(Beginning of Supplied data)

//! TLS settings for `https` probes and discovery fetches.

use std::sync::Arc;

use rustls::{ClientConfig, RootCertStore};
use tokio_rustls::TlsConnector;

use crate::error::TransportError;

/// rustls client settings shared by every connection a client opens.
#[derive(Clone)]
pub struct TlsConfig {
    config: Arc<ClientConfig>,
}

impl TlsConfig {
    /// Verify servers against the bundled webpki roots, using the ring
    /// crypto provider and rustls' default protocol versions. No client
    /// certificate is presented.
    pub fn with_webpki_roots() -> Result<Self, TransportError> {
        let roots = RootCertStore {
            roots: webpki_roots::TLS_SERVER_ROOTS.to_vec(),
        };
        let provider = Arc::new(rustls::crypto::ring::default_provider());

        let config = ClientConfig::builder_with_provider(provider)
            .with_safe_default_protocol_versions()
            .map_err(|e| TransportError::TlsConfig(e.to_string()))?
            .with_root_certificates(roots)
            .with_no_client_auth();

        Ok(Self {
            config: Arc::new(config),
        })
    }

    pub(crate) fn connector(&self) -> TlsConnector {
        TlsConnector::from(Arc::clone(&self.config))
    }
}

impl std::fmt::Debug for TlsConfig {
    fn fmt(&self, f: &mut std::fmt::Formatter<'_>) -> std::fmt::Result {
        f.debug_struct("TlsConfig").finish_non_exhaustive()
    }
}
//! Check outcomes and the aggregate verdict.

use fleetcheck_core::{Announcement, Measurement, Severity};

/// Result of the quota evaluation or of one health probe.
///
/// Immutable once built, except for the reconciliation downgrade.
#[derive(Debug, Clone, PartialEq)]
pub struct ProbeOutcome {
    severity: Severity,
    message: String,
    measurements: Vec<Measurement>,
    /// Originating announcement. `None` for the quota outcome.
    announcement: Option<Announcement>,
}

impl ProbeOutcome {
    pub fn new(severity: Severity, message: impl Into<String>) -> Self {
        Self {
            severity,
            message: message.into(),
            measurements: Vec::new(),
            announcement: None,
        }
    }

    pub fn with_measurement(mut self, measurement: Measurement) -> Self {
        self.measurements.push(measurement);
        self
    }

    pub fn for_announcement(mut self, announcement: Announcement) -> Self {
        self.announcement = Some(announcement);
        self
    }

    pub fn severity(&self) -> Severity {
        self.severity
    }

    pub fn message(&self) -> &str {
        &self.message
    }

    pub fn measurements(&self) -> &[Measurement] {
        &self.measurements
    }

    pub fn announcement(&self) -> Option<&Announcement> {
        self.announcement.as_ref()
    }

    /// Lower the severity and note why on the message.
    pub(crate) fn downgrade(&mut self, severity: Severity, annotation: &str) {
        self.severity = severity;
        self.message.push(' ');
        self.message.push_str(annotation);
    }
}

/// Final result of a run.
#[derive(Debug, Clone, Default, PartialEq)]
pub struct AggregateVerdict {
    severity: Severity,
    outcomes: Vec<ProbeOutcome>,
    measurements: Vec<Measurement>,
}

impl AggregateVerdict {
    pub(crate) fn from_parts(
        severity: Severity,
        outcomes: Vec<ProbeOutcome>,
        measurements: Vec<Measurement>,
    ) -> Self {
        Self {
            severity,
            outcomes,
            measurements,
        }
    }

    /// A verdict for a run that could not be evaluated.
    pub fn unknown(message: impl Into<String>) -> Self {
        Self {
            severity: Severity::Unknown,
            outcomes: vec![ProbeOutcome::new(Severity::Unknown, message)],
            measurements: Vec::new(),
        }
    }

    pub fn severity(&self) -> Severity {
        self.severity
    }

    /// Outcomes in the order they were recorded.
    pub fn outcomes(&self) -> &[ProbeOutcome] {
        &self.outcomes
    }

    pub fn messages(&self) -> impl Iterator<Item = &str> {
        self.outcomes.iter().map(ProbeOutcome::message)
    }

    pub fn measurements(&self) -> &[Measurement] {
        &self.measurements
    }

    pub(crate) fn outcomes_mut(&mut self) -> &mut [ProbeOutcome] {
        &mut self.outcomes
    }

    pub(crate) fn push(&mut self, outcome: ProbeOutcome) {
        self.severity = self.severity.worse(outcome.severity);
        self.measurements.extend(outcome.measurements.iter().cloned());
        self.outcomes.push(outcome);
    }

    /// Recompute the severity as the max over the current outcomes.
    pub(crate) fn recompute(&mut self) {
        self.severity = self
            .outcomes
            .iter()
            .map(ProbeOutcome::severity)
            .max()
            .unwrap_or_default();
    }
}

(End of Supplied data)

> _Instructions for the task_
Of all the lines in the entries, count those with the string "AggregateVerdict", and report only that number.

> _Task result_
2